Stored data:
---+---

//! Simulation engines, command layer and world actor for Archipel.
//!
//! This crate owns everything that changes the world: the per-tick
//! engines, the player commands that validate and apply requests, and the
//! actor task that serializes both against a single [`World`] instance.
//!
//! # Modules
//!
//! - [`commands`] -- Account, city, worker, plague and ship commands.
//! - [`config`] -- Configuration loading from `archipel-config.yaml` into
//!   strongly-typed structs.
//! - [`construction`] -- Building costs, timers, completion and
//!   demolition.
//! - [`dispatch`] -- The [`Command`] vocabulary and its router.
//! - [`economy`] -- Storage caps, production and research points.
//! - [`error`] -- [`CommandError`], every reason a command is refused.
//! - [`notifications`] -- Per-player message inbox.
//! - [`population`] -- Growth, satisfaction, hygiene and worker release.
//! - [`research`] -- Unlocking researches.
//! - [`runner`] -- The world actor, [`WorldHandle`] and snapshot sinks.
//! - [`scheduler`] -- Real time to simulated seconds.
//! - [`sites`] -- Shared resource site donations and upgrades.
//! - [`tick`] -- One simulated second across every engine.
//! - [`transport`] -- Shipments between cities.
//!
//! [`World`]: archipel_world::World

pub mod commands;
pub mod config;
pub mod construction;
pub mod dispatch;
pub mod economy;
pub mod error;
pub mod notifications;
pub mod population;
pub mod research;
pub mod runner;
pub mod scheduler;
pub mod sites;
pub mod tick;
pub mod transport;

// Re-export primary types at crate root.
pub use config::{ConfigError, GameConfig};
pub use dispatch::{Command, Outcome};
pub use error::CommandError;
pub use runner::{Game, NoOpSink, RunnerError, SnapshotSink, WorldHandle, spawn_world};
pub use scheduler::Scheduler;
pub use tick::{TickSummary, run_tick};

---+---

WHAT IS EXPECTED - Copy exactly the lines from the top of the entries through the line with "and ship commands." in it, please, keeping both ends and adding nothing.

ANSWER FOR THE TASK -
//! Simulation engines, command layer and world actor for Archipel.
//!
//! This crate owns everything that changes the world: the per-tick
//! engines, the player commands that validate and apply requests, and the
//! actor task that serializes both against a single [`World`] instance.
//!
//! # Modules
//!
//! - [`commands`] -- Account, city, worker, plague and ship commands.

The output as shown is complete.